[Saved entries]
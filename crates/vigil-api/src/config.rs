//! Server configuration.
//!
//! Frame pushes and admin calls have very different shapes: a frame is a
//! few megabytes of image that must be handed off quickly, an admin call is
//! a small JSON document that may wait on a worker ack. Each gets its own
//! body limit and deadline.

use std::path::{Path, PathBuf};
use std::time::Duration;

/// Rule document looked up when `VIGIL_RULES_PATH` is unset.
pub const DEFAULT_RULES_PATH: &str = "config/rules.json";

const MIB: usize = 1024 * 1024;

/// Server configuration.
#[derive(Debug, Clone)]
pub struct ApiConfig {
    pub host: String,
    pub port: u16,
    pub cors_origins: Vec<String>,
    /// Deadline for admin routes.
    pub admin_timeout: Duration,
    /// Deadline for a frame push, including the hand-off to the worker.
    pub frame_timeout: Duration,
    /// Largest JSON body on admin routes (rule documents included).
    pub admin_body_limit: usize,
    /// Largest encoded frame accepted by `POST /streams/:id/frames`.
    pub frame_body_limit: usize,
    /// Frame pushes in flight before new ones are refused with 503.
    pub max_inflight_frames: usize,
    /// Concurrently running streams; forwarded to the worker.
    pub max_streams: usize,
    /// Rule document loaded at startup and by a bodiless reload.
    pub rules_path: PathBuf,
    /// Fail startup when `rules_path` is missing instead of starting empty.
    pub rules_required: bool,
    pub metrics_enabled: bool,
    pub environment: String,
}

impl Default for ApiConfig {
    fn default() -> Self {
        Self {
            host: "0.0.0.0".to_string(),
            port: 8080,
            cors_origins: vec!["*".to_string()],
            admin_timeout: Duration::from_secs(30),
            frame_timeout: Duration::from_secs(5),
            admin_body_limit: MIB,
            frame_body_limit: 8 * MIB,
            max_inflight_frames: 256,
            max_streams: 64,
            rules_path: PathBuf::from(DEFAULT_RULES_PATH),
            rules_required: false,
            metrics_enabled: true,
            environment: "development".to_string(),
        }
    }
}

impl ApiConfig {
    /// Create config from environment variables.
    pub fn from_env() -> Self {
        let defaults = Self::default();
        let explicit_rules = std::env::var("VIGIL_RULES_PATH").ok().map(PathBuf::from);

        Self {
            host: std::env::var("VIGIL_HOST").unwrap_or(defaults.host),
            port: env_parse("VIGIL_PORT").unwrap_or(defaults.port),
            cors_origins: std::env::var("CORS_ORIGINS")
                .map(|s| parse_origins(&s))
                .unwrap_or(defaults.cors_origins),
            admin_timeout: env_parse("VIGIL_ADMIN_TIMEOUT_SECS")
                .map(Duration::from_secs)
                .unwrap_or(defaults.admin_timeout),
            frame_timeout: env_parse("VIGIL_FRAME_TIMEOUT_MS")
                .map(Duration::from_millis)
                .unwrap_or(defaults.frame_timeout),
            admin_body_limit: env_parse("VIGIL_ADMIN_BODY_LIMIT").unwrap_or(defaults.admin_body_limit),
            frame_body_limit: env_parse("VIGIL_FRAME_BODY_LIMIT").unwrap_or(defaults.frame_body_limit),
            max_inflight_frames: env_parse::<usize>("VIGIL_MAX_INFLIGHT_FRAMES")
                .unwrap_or(defaults.max_inflight_frames)
                .max(1),
            max_streams: env_parse("VIGIL_MAX_STREAMS").unwrap_or(defaults.max_streams),
            rules_required: explicit_rules.is_some(),
            rules_path: explicit_rules.unwrap_or(defaults.rules_path),
            metrics_enabled: std::env::var("METRICS_ENABLED")
                .map(|v| v == "true" || v == "1")
                .unwrap_or(defaults.metrics_enabled),
            environment: std::env::var("ENVIRONMENT").unwrap_or(defaults.environment),
        }
    }

    /// Check if running in production mode.
    pub fn is_production(&self) -> bool {
        self.environment.eq_ignore_ascii_case("production")
    }

    /// Rules file to load at startup, if any.
    ///
    /// A missing file at the default location means "start with no rules";
    /// a missing explicitly configured file is returned anyway so loading
    /// fails loudly.
    pub fn startup_rules(&self) -> Option<&Path> {
        (self.rules_required || self.rules_path.exists()).then_some(self.rules_path.as_path())
    }
}

fn env_parse<T: std::str::FromStr>(key: &str) -> Option<T> {
    std::env::var(key).ok().and_then(|s| s.trim().parse().ok())
}

fn parse_origins(value: &str) -> Vec<String> {
    value
        .split(',')
        .map(str::trim)
        .filter(|s| !s.is_empty())
        .map(str::to_string)
        .collect()
}

#[cfg(test)]
mod tests {
    use super::*;
    use std::io::Write;

    #[test]
    fn test_frame_limit_exceeds_admin_limit() {
        let config = ApiConfig::default();
        assert!(config.frame_body_limit > config.admin_body_limit);
        assert!(config.frame_timeout < config.admin_timeout);
        assert_eq!(config.rules_path, PathBuf::from(DEFAULT_RULES_PATH));
    }

    #[test]
    fn test_startup_rules_tolerates_missing_default() {
        let config = ApiConfig {
            rules_path: PathBuf::from("/nonexistent/rules.json"),
            ..ApiConfig::default()
        };
        assert_eq!(config.startup_rules(), None);

        let required = ApiConfig {
            rules_required: true,
            ..config
        };
        assert_eq!(required.startup_rules(), Some(Path::new("/nonexistent/rules.json")));

        let mut file = tempfile::NamedTempFile::new().unwrap();
        file.write_all(b"{\"rules\": []}").unwrap();
        let present = ApiConfig {
            rules_path: file.path().to_path_buf(),
            ..ApiConfig::default()
        };
        assert_eq!(present.startup_rules(), Some(file.path()));
    }

    #[test]
    fn test_parse_origins_skips_blanks() {
        assert_eq!(
            parse_origins("https://ops.example, ,https://ward.example"),
            vec!["https://ops.example", "https://ward.example"]
        );
    }
}
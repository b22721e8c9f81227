//! Stream status board read by the admin surface.

use chrono::{DateTime, Utc};
use serde::Serialize;
use std::collections::HashMap;
use std::sync::Arc;
use tokio::sync::RwLock;

use vigil_models::{RiskTier, RuleId, StreamId};

use crate::error::ErrorClass;

/// Lifecycle state of a stream worker.
#[derive(Debug, Clone, Copy, PartialEq, Eq, Serialize)]
#[serde(rename_all = "snake_case")]
pub enum StreamState {
    Running,
    Paused,
    /// Stopped by an internal error; the worker has exited.
    Failed,
    Stopped,
}

impl StreamState {
    pub fn as_str(&self) -> &'static str {
        match self {
            StreamState::Running => "running",
            StreamState::Paused => "paused",
            StreamState::Failed => "failed",
            StreamState::Stopped => "stopped",
        }
    }
}

/// Most recent error of a stream.
#[derive(Debug, Clone, PartialEq, Serialize)]
pub struct LastError {
    pub class: ErrorClass,
    pub message: String,
    pub at: DateTime<Utc>,
}

/// Snapshot of one stream, published by its worker after every tick.
#[derive(Debug, Clone, PartialEq, Serialize)]
pub struct StreamStatus {
    pub stream_id: StreamId,
    pub state: StreamState,
    pub tier: RiskTier,
    pub default_tier: RiskTier,
    pub forced: bool,
    pub interval_ms: u64,
    pub frames_processed: u64,
    pub frames_skipped: u64,
    pub missed_slots: u64,
    pub events_emitted: u64,
    pub suspended_rules: Vec<RuleId>,
    pub degraded_ticks: u64,
    pub last_error: Option<LastError>,
    pub last_tick_at: Option<DateTime<Utc>>,
    pub rules_generation: u64,
    pub profile: String,
}

impl StreamStatus {
    pub fn new(stream_id: StreamId, tier: RiskTier, profile: impl Into<String>) -> Self {
        Self {
            stream_id,
            state: StreamState::Running,
            tier,
            default_tier: tier,
            forced: false,
            interval_ms: 0,
            frames_processed: 0,
            frames_skipped: 0,
            missed_slots: 0,
            events_emitted: 0,
            suspended_rules: Vec::new(),
            degraded_ticks: 0,
            last_error: None,
            last_tick_at: None,
            rules_generation: 0,
            profile: profile.into(),
        }
    }
}

/// Shared map of stream statuses.
#[derive(Debug, Clone, Default)]
pub struct StatusBoard {
    inner: Arc<RwLock<HashMap<StreamId, StreamStatus>>>,
}

impl StatusBoard {
    pub fn new() -> Self {
        Self::default()
    }

    pub async fn publish(&self, status: StreamStatus) {
        self.inner.write().await.insert(status.stream_id.clone(), status);
    }

    pub async fn get(&self, stream_id: &StreamId) -> Option<StreamStatus> {
        self.inner.read().await.get(stream_id).cloned()
    }

    /// All statuses ordered by stream id.
    pub async fn list(&self) -> Vec<StreamStatus> {
        let mut statuses: Vec<_> = self.inner.read().await.values().cloned().collect();
        statuses.sort_by(|a, b| a.stream_id.as_str().cmp(b.stream_id.as_str()));
        statuses
    }

    pub async fn remove(&self, stream_id: &StreamId) -> Option<StreamStatus> {
        self.inner.write().await.remove(stream_id)
    }
}

#[cfg(test)]
mod tests {
    use super::*;

    #[tokio::test]
    async fn test_board_publish_and_list() {
        let board = StatusBoard::new();
        board
            .publish(StreamStatus::new(StreamId::from("b"), RiskTier::Low, "default"))
            .await;
        board
            .publish(StreamStatus::new(StreamId::from("a"), RiskTier::High, "default"))
            .await;

        let ids: Vec<_> = board.list().await.into_iter().map(|s| s.stream_id).collect();
        assert_eq!(ids, vec![StreamId::from("a"), StreamId::from("b")]);

        assert!(board.remove(&StreamId::from("a")).await.is_some());
        assert!(board.get(&StreamId::from("a")).await.is_none());
    }

    #[test]
    fn test_status_serializes_state_snake_case() {
        let status = StreamStatus::new(StreamId::from("cam"), RiskTier::Medium, "night");
        let json = serde_json::to_value(&status).unwrap();
        assert_eq!(json["state"], "running");
        assert_eq!(json["tier"], "medium");
        assert!(json["last_error"].is_null());
    }
}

**TASK DESCRIPTION**:
Give back the opening line of the records above and every line after it, up to and including the one with "use std::time::Duration;", unchanged.

**RESULT OF THIS TASK**:
filename crates/vigil-api/src/config.rs
//! Server configuration.
//!
//! Frame pushes and admin calls have very different shapes: a frame is a
//! few megabytes of image that must be handed off quickly, an admin call is
//! a small JSON document that may wait on a worker ack. Each gets its own
//! body limit and deadline.

use std::path::{Path, PathBuf};
use std::time::Duration;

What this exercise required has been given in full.